As the exercise of federal power under the commerce clause expanded through the late 19th and early 20th centuries for well-founded commercial reasons, the federal courts recognized the implications and developed the "dual federalism" doctrine as a check against the commerce clause becoming a general federal police power. Of course, the defect of the doctrine was that it was faithful to original intent but not to the express terms of the Constitution itself.

New Deal constitutional reasoning in part was a rejection of longstanding judge-made theories and doctrines like "dual federalism" and "substantive due process" and a federal "freedom of contract." There was a reasonable basis for those doctrines based on American history and faithfulness to the limited government envisioned by the Framers, but the doctrines are not well-grounded in the express terms of the Constitution.

Unfortunately, trying to revive old doctrines today in full is a fool's struggle because we cannot hope to unwrite the last seventy years of history and federal case law.
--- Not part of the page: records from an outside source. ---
//! CLI command implementations.

pub(crate) mod all;
pub(crate) mod single;

use mmdsvg_config::Config;
use mmdsvg_convert::{ConversionJob, ConvertError};
use mmdsvg_kroki::KrokiClient;

use crate::output::Output;

/// Kroki client for the configured server and timeout.
fn kroki_client(config: &Config) -> KrokiClient {
    KrokiClient::with_timeout(&config.kroki.url, config.kroki.timeout())
}

/// Print the `OK:`/`FAIL:` line for one finished job.
fn report(output: &Output, job: &ConversionJob, result: &Result<(), ConvertError>) {
    match result {
        Ok(()) => output.success(&format!(
            "OK: {} -> {}",
            job.input.display(),
            job.output.display()
        )),
        Err(e) => output.error(&format!("FAIL: {} -> {e}", job.input.display())),
    }
}
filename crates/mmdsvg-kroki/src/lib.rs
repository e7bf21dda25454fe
//! Mermaid diagram rendering via Kroki.
//!
//! - [`KrokiClient`] posts Mermaid source to a Kroki server and returns SVG text
//! - [`Renderer`] is the seam conversion code renders through
//! - [`svg`] adjusts the returned SVG for display on any page background

mod client;
mod consts;
pub mod svg;

pub use client::{KrokiClient, RenderError, Renderer};
pub use consts::DEFAULT_TIMEOUT;
//! Single-file conversion.

use std::cmp::Ordering;
use std::fs;
use std::path::{Path, PathBuf};

use mmdsvg_kroki::Renderer;
use mmdsvg_kroki::svg::postprocess;

use crate::error::ConvertError;

/// One `.mmd` input paired with the `.svg` path it renders to.
///
/// Jobs order by input path, then output path, each compared as a whole
/// string rather than component by component.
#[derive(Debug, Clone, PartialEq, Eq)]
pub struct ConversionJob {
    pub input: PathBuf,
    pub output: PathBuf,
}

impl ConversionJob {
    pub fn new(input: impl Into<PathBuf>, output: impl Into<PathBuf>) -> Self {
        Self {
            input: input.into(),
            output: output.into(),
        }
    }

    /// Read the input, render it, post-process the SVG and write the output.
    ///
    /// Missing parent directories of the output are created and an existing
    /// output file is overwritten. Nothing is written unless rendering
    /// succeeded.
    ///
    /// # Errors
    ///
    /// Returns [`ConvertError`] naming the step and path that failed.
    pub fn run(&self, renderer: &dyn Renderer) -> Result<(), ConvertError> {
        let source = fs::read_to_string(&self.input).map_err(|e| ConvertError::ReadInput {
            path: self.input.clone(),
            source: e,
        })?;

        let svg = renderer.render(&source).map_err(|e| ConvertError::Render {
            path: self.input.clone(),
            source: e,
        })?;
        let svg = postprocess(&svg);

        if let Some(parent) = self.output.parent().filter(|p| !p.as_os_str().is_empty()) {
            create_parent(parent)?;
        }

        fs::write(&self.output, svg).map_err(|e| ConvertError::WriteOutput {
            path: self.output.clone(),
            source: e,
        })?;

        tracing::info!(
            input = %self.input.display(),
            output = %self.output.display(),
            "Converted diagram"
        );
        Ok(())
    }
}

impl Ord for ConversionJob {
    fn cmp(&self, other: &Self) -> Ordering {
        (self.input.as_os_str(), self.output.as_os_str())
            .cmp(&(other.input.as_os_str(), other.output.as_os_str()))
    }
}

impl PartialOrd for ConversionJob {
    fn partial_cmp(&self, other: &Self) -> Option<Ordering> {
        Some(self.cmp(other))
    }
}

fn create_parent(dir: &Path) -> Result<(), ConvertError> {
    fs::create_dir_all(dir).map_err(|e| ConvertError::CreateDir {
        path: dir.to_path_buf(),
        source: e,
    })
}
use thiserror::Error;

/// Failures raised by an [`Executor`](crate::Executor) handle.
#[derive(Clone, Copy, Debug, Eq, Error, Hash, Ord, PartialEq, PartialOrd)]
pub enum Executor {
	/// The handle is bound to no underlying executor.
	#[error("bad executor")]
	Bad,
}

impl Default for Executor {
	fn default() -> Self {
		Self::Bad
	}
}

impl Executor {
	/// Human-readable description, identical to the [`Display`](std::fmt::Display)
	/// output.
	#[must_use]
	pub const fn describe(self) -> &'static str {
		match self {
			Self::Bad => "bad executor",
		}
	}
}
use std::fmt::{self, Debug, Formatter};

/// A unit of work handed to an [`Execute`](crate::Execute) target. Runs at
/// most once.
#[must_use = "`Work` does nothing unless it is run"]
pub struct Work(Box<dyn FnOnce() + Send>);

impl Debug for Work {
	fn fmt(&self, f: &mut Formatter<'_>) -> fmt::Result {
		f.debug_struct("Work").finish_non_exhaustive()
	}
}

impl Work {
	pub fn new<F>(fun: F) -> Self
	where
		F: FnOnce() + Send + 'static,
	{
		Self(Box::new(fun))
	}

	/// Runs the work on the current thread, consuming it.
	pub fn run(self) {
		(self.0)();
	}
}
use std::fmt::Debug;

use crate::Work;

/// Whether a call to [`Execute::execute`] may block the caller until the
/// submitted [`Work`] has finished.
#[derive(Clone, Copy, Debug, Eq, Hash, PartialEq)]
pub enum Blocking {
	/// The target makes no promise either way.
	Possibly,
	/// The work always finishes before `execute` returns.
	Always,
	/// `execute` never waits for the work.
	Never,
}

impl Default for Blocking {
	fn default() -> Self {
		Self::Possibly
	}
}

/// A concrete executor that can be wrapped in an [`Executor`](crate::Executor)
/// handle.
///
/// Two handles compare equal when they wrap targets of the same type that
/// compare equal, so `Eq` should identify the underlying execution resource,
/// not the handle.
pub trait Execute: Debug + Eq + Send + Sync + 'static {
	/// Hands `work` over. When and where it runs is up to the implementor.
	fn execute(&self, work: Work);

	fn blocking(&self) -> Blocking {
		Blocking::Possibly
	}
}
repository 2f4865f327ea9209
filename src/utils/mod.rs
pub mod logging;

pub use logging::init_logging;
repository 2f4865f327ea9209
use std::collections::BTreeMap;
use std::sync::{Mutex, MutexGuard};

use super::KeyValueStore;
use crate::error::StorageError;

/// Ephemeral store with an optional byte quota over keys plus values.
#[derive(Debug, Default)]
pub struct MemoryStore {
    entries: Mutex<BTreeMap<String, Vec<u8>>>,
    quota_bytes: Option<u64>,
}

impl MemoryStore {
    pub fn new() -> Self {
        Self::default()
    }

    pub fn with_quota(quota_bytes: u64) -> Self {
        Self {
            entries: Mutex::new(BTreeMap::new()),
            quota_bytes: Some(quota_bytes),
        }
    }

    fn lock(&self) -> MutexGuard<'_, BTreeMap<String, Vec<u8>>> {
        match self.entries.lock() {
            Ok(guard) => guard,
            Err(poisoned) => poisoned.into_inner(),
        }
    }

    pub fn used_bytes(&self) -> u64 {
        usage(&self.lock())
    }
}

fn usage(entries: &BTreeMap<String, Vec<u8>>) -> u64 {
    entries
        .iter()
        .map(|(k, v)| (k.len() + v.len()) as u64)
        .sum()
}

impl KeyValueStore for MemoryStore {
    fn get(&self, key: &str) -> Result<Option<Vec<u8>>, StorageError> {
        Ok(self.lock().get(key).cloned())
    }

    fn set(&self, key: &str, value: &[u8]) -> Result<(), StorageError> {
        let mut entries = self.lock();
        if let Some(limit) = self.quota_bytes {
            let existing = entries
                .get(key)
                .map(|v| (key.len() + v.len()) as u64)
                .unwrap_or(0);
            let needed = usage(&entries) - existing + (key.len() + value.len()) as u64;
            if needed > limit {
                return Err(StorageError::QuotaExceeded {
                    key: key.to_string(),
                    needed,
                    limit,
                });
            }
        }
        entries.insert(key.to_string(), value.to_vec());
        Ok(())
    }

    fn delete(&self, key: &str) -> Result<(), StorageError> {
        self.lock().remove(key);
        Ok(())
    }

    fn list_keys(&self, prefix: &str) -> Result<Vec<String>, StorageError> {
        Ok(self
            .lock()
            .range(prefix.to_string()..)
            .take_while(|(k, _)| k.starts_with(prefix))
            .map(|(k, _)| k.clone())
            .collect())
    }
}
We can though fashion new case law to limit federal power as opportunities to do so arise out of today's controversies.

Consistent textualism, for example, which is Scalia's preferred term for his brand of originalism, would put much of the Warren era case law in jeopardy. Justice Hugo Black, a dissenter from much of the Warren era cases, was a resolute textualist -- which was also the basis for many of the New Deal case opinions that he wrote or influenced.

As for the commerce clause, my preference going forward is to rework the federal preemption doctrine so as to provide a counterweight to expansive readings of the commerce clause, with results similar to some of the dual federalism cases. More important, as the federal welfare state unravels in the coming decades, we must try to find ways to reestablish limits on federal power using new laws and Constitutional amendments.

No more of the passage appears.